(Task details):
Search the records for "kind" and copy each line that holds it.

----

//! Event stream record types for the `progress` and `findings` JSONL
//! streams (`spec.md` §3, EventLog entries).

use chrono::{DateTime, Utc};
use serde::{Deserialize, Serialize};

#[derive(Debug, Clone, Copy, PartialEq, Eq, PartialOrd, Ord, Serialize, Deserialize)]
#[serde(rename_all = "lowercase")]
pub enum FindingType {
    Issue,
    Solution,
    Insight,
    Recommendation,
}

#[derive(Debug, Clone, Copy, PartialEq, Eq, PartialOrd, Ord, Serialize, Deserialize)]
#[serde(rename_all = "lowercase")]
pub enum Severity {
    Low,
    Medium,
    High,
    Critical,
}

impl Severity {
    pub fn parse(raw: &str) -> Option<Self> {
        match raw {
            "low" => Some(Self::Low),
            "medium" => Some(Self::Medium),
            "high" => Some(Self::High),
            "critical" => Some(Self::Critical),
            _ => None,
        }
    }
}

#[derive(Debug, Clone, Serialize, Deserialize)]
pub struct ProgressEvent {
    pub timestamp: DateTime<Utc>,
    pub agent_id: String,
    pub status: String,
    pub message: String,
    pub progress: u8,
}

#[derive(Debug, Clone, Serialize, Deserialize)]
pub struct FindingEvent {
    pub timestamp: DateTime<Utc>,
    pub agent_id: String,
    pub finding_type: FindingType,
    pub severity: Severity,
    pub message: String,
    #[serde(skip_serializing_if = "Option::is_none")]
    pub data: Option<serde_json::Value>,
}

/// A parse-error sentinel inserted in place of a line that failed to
/// JSON-parse, when the caller requested `format=parsed` (`spec.md` §4.3).
#[derive(Debug, Clone, Serialize, Deserialize)]
pub struct ParseErrorSentinel {
    #[serde(rename = "type")]
    pub kind: &'static str,
    pub line_number: usize,
    pub raw: String,
    pub error: String,
}

impl ParseErrorSentinel {
    pub fn new(line_number: usize, raw_line: &str, error: impl std::fmt::Display) -> Self {
        let raw: String = raw_line.chars().take(200).collect();
        Self {
            kind: "parse_error",
            line_number,
            raw,
            error: error.to_string(),
        }
    }
}

#[cfg(test)]
mod tests {
    use super::*;

    #[test]
    fn severity_parse_roundtrips() {
        for s in ["low", "medium", "high", "critical"] {
            assert!(Severity::parse(s).is_some());
        }
        assert!(Severity::parse("urgent").is_none());
    }

    #[test]
    fn severity_orders_low_to_critical() {
        assert!(Severity::Low < Severity::Medium);
        assert!(Severity::Medium < Severity::High);
        assert!(Severity::High < Severity::Critical);
    }

    #[test]
    fn parse_error_sentinel_caps_raw_at_200_chars() {
        let raw = "x".repeat(500);
        let sentinel = ParseErrorSentinel::new(12, &raw, "unexpected eof");
        assert_eq!(sentinel.raw.chars().count(), 200);
        assert_eq!(sentinel.kind, "parse_error");
    }
}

----

(Exercise answer):
    pub kind: &'static str,
            kind: "parse_error",
        assert_eq!(sentinel.kind, "parse_error");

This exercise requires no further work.